What needs to be done.
An exact transcription of the data below is needed.

** Opening Data provided block **

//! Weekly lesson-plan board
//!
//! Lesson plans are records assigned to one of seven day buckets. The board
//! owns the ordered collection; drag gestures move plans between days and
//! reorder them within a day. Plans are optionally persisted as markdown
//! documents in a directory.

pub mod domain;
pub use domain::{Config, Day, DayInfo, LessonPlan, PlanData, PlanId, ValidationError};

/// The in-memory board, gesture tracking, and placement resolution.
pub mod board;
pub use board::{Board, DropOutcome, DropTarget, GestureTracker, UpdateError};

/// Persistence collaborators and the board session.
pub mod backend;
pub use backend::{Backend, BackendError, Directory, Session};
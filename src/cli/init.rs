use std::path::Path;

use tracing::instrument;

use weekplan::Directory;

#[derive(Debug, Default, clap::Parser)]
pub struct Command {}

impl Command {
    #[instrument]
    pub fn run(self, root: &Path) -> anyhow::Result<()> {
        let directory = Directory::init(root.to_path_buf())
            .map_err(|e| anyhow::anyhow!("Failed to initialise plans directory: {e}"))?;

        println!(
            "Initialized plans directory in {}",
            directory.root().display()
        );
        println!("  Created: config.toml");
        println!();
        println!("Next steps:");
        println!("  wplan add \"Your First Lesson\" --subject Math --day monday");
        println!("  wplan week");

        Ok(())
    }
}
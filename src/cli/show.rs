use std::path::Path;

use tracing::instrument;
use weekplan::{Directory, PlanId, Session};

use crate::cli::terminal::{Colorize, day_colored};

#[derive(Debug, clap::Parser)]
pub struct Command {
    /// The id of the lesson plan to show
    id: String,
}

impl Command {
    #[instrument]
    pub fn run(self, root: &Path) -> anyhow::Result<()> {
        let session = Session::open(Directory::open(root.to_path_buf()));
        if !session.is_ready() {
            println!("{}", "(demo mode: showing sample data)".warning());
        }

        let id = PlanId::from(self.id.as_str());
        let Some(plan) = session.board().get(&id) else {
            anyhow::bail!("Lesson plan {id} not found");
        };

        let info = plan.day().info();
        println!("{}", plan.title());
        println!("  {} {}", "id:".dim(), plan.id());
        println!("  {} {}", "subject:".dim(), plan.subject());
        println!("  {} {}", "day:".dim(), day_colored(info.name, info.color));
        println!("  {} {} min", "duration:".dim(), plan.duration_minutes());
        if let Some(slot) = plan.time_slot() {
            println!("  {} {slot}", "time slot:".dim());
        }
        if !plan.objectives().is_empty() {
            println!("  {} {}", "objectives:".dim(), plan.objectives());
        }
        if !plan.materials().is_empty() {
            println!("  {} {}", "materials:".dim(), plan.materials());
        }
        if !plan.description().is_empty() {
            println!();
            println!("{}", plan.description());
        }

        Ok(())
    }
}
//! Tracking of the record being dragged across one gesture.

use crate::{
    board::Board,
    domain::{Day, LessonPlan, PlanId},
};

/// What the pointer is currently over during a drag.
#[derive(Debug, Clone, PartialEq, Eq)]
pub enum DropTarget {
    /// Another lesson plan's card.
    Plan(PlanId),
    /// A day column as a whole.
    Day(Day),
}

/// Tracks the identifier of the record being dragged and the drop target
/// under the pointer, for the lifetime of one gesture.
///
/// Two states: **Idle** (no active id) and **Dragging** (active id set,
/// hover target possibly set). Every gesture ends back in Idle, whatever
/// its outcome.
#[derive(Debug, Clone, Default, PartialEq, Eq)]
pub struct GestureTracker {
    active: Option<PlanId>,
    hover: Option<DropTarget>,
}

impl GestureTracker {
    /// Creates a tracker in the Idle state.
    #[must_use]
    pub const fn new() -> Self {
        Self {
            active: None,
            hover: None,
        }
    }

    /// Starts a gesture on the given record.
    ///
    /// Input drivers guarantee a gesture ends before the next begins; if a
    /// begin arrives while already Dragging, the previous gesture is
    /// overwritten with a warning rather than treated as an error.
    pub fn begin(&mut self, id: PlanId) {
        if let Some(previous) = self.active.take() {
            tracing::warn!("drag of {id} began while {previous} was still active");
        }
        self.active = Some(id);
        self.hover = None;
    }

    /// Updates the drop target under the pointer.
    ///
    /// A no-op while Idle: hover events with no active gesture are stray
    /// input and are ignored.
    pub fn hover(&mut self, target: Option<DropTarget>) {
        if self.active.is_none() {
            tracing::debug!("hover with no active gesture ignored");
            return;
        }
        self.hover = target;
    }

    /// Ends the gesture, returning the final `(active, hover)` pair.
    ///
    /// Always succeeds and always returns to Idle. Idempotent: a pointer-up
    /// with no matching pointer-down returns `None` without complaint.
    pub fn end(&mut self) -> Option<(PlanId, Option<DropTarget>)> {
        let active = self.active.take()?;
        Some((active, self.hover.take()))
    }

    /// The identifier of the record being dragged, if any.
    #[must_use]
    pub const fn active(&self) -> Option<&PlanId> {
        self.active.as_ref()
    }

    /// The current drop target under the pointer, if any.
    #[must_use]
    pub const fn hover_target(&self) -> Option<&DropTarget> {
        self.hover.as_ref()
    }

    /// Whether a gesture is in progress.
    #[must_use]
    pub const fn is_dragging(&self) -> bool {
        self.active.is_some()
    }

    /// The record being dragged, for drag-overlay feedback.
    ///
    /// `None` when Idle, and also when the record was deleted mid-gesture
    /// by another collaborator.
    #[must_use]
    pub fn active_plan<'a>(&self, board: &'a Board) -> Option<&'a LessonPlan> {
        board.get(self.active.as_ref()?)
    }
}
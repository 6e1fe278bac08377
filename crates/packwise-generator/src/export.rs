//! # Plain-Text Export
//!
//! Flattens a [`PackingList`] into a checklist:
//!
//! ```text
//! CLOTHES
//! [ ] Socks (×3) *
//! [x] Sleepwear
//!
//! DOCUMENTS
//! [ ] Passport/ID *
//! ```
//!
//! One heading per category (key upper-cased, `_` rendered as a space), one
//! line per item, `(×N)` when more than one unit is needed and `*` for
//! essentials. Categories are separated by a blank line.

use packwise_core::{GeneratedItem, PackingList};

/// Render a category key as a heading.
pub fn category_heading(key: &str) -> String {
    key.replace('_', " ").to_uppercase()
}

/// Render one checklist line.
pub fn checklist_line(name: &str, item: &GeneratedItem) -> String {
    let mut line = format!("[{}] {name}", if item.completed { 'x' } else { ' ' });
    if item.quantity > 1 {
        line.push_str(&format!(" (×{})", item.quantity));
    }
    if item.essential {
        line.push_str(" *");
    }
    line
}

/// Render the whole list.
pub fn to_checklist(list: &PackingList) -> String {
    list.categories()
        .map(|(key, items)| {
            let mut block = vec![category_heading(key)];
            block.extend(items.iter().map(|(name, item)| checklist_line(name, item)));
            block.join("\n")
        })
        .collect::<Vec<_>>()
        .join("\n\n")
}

** Closing Data provided block **

Result of this exercise.
//! Weekly lesson-plan board
//!
//! Lesson plans are records assigned to one of seven day buckets. The board
//! owns the ordered collection; drag gestures move plans between days and
//! reorder them within a day. Plans are optionally persisted as markdown
//! documents in a directory.

pub mod domain;
pub use domain::{Config, Day, DayInfo, LessonPlan, PlanData, PlanId, ValidationError};

/// The in-memory board, gesture tracking, and placement resolution.
pub mod board;
pub use board::{Board, DropOutcome, DropTarget, GestureTracker, UpdateError};

/// Persistence collaborators and the board session.
pub mod backend;
pub use backend::{Backend, BackendError, Directory, Session};
filename src/cli/init.rs
use std::path::Path;

use tracing::instrument;

use weekplan::Directory;

#[derive(Debug, Default, clap::Parser)]
pub struct Command {}

impl Command {
    #[instrument]
    pub fn run(self, root: &Path) -> anyhow::Result<()> {
        let directory = Directory::init(root.to_path_buf())
            .map_err(|e| anyhow::anyhow!("Failed to initialise plans directory: {e}"))?;

        println!(
            "Initialized plans directory in {}",
            directory.root().display()
        );
        println!("  Created: config.toml");
        println!();
        println!("Next steps:");
        println!("  wplan add \"Your First Lesson\" --subject Math --day monday");
        println!("  wplan week");

        Ok(())
    }
}
filename src/cli/show.rs
use std::path::Path;

use tracing::instrument;
use weekplan::{Directory, PlanId, Session};

use crate::cli::terminal::{Colorize, day_colored};

#[derive(Debug, clap::Parser)]
pub struct Command {
    /// The id of the lesson plan to show
    id: String,
}

impl Command {
    #[instrument]
    pub fn run(self, root: &Path) -> anyhow::Result<()> {
        let session = Session::open(Directory::open(root.to_path_buf()));
        if !session.is_ready() {
            println!("{}", "(demo mode: showing sample data)".warning());
        }

        let id = PlanId::from(self.id.as_str());
        let Some(plan) = session.board().get(&id) else {
            anyhow::bail!("Lesson plan {id} not found");
        };

        let info = plan.day().info();
        println!("{}", plan.title());
        println!("  {} {}", "id:".dim(), plan.id());
        println!("  {} {}", "subject:".dim(), plan.subject());
        println!("  {} {}", "day:".dim(), day_colored(info.name, info.color));
        println!("  {} {} min", "duration:".dim(), plan.duration_minutes());
        if let Some(slot) = plan.time_slot() {
            println!("  {} {slot}", "time slot:".dim());
        }
        if !plan.objectives().is_empty() {
            println!("  {} {}", "objectives:".dim(), plan.objectives());
        }
        if !plan.materials().is_empty() {
            println!("  {} {}", "materials:".dim(), plan.materials());
        }
        if !plan.description().is_empty() {
            println!();
            println!("{}", plan.description());
        }

        Ok(())
    }
}
//! Tracking of the record being dragged across one gesture.

use crate::{
    board::Board,
    domain::{Day, LessonPlan, PlanId},
};

/// What the pointer is currently over during a drag.
#[derive(Debug, Clone, PartialEq, Eq)]
pub enum DropTarget {
    /// Another lesson plan's card.
    Plan(PlanId),
    /// A day column as a whole.
    Day(Day),
}

/// Tracks the identifier of the record being dragged and the drop target
/// under the pointer, for the lifetime of one gesture.
///
/// Two states: **Idle** (no active id) and **Dragging** (active id set,
/// hover target possibly set). Every gesture ends back in Idle, whatever
/// its outcome.
#[derive(Debug, Clone, Default, PartialEq, Eq)]
pub struct GestureTracker {
    active: Option<PlanId>,
    hover: Option<DropTarget>,
}

impl GestureTracker {
    /// Creates a tracker in the Idle state.
    #[must_use]
    pub const fn new() -> Self {
        Self {
            active: None,
            hover: None,
        }
    }

    /// Starts a gesture on the given record.
    ///
    /// Input drivers guarantee a gesture ends before the next begins; if a
    /// begin arrives while already Dragging, the previous gesture is
    /// overwritten with a warning rather than treated as an error.
    pub fn begin(&mut self, id: PlanId) {
        if let Some(previous) = self.active.take() {
            tracing::warn!("drag of {id} began while {previous} was still active");
        }
        self.active = Some(id);
        self.hover = None;
    }

    /// Updates the drop target under the pointer.
    ///
    /// A no-op while Idle: hover events with no active gesture are stray
    /// input and are ignored.
    pub fn hover(&mut self, target: Option<DropTarget>) {
        if self.active.is_none() {
            tracing::debug!("hover with no active gesture ignored");
            return;
        }
        self.hover = target;
    }

    /// Ends the gesture, returning the final `(active, hover)` pair.
    ///
    /// Always succeeds and always returns to Idle. Idempotent: a pointer-up
    /// with no matching pointer-down returns `None` without complaint.
    pub fn end(&mut self) -> Option<(PlanId, Option<DropTarget>)> {
        let active = self.active.take()?;
        Some((active, self.hover.take()))
    }

    /// The identifier of the record being dragged, if any.
    #[must_use]
    pub const fn active(&self) -> Option<&PlanId> {
        self.active.as_ref()
    }

    /// The current drop target under the pointer, if any.
    #[must_use]
    pub const fn hover_target(&self) -> Option<&DropTarget> {
        self.hover.as_ref()
    }

    /// Whether a gesture is in progress.
    #[must_use]
    pub const fn is_dragging(&self) -> bool {
        self.active.is_some()
    }

    /// The record being dragged, for drag-overlay feedback.
    ///
    /// `None` when Idle, and also when the record was deleted mid-gesture
    /// by another collaborator.
    #[must_use]
    pub fn active_plan<'a>(&self, board: &'a Board) -> Option<&'a LessonPlan> {
        board.get(self.active.as_ref()?)
    }
}
repository 6e1fe278bac08377
filename crates/packwise-generator/src/export.rs
//! # Plain-Text Export
//!
//! Flattens a [`PackingList`] into a checklist:
//!
//! ```text
//! CLOTHES
//! [ ] Socks (×3) *
//! [x] Sleepwear
//!
//! DOCUMENTS
//! [ ] Passport/ID *
//! ```
//!
//! One heading per category (key upper-cased, `_` rendered as a space), one
//! line per item, `(×N)` when more than one unit is needed and `*` for
//! essentials. Categories are separated by a blank line.

use packwise_core::{GeneratedItem, PackingList};

/// Render a category key as a heading.
pub fn category_heading(key: &str) -> String {
    key.replace('_', " ").to_uppercase()
}

/// Render one checklist line.
pub fn checklist_line(name: &str, item: &GeneratedItem) -> String {
    let mut line = format!("[{}] {name}", if item.completed { 'x' } else { ' ' });
    if item.quantity > 1 {
        line.push_str(&format!(" (×{})", item.quantity));
    }
    if item.essential {
        line.push_str(" *");
    }
    line
}

/// Render the whole list.
pub fn to_checklist(list: &PackingList) -> String {
    list.categories()
        .map(|(key, items)| {
            let mut block = vec![category_heading(key)];
            block.extend(items.iter().map(|(name, item)| checklist_line(name, item)));
            block.join("\n")
        })
        .collect::<Vec<_>>()
        .join("\n\n")
}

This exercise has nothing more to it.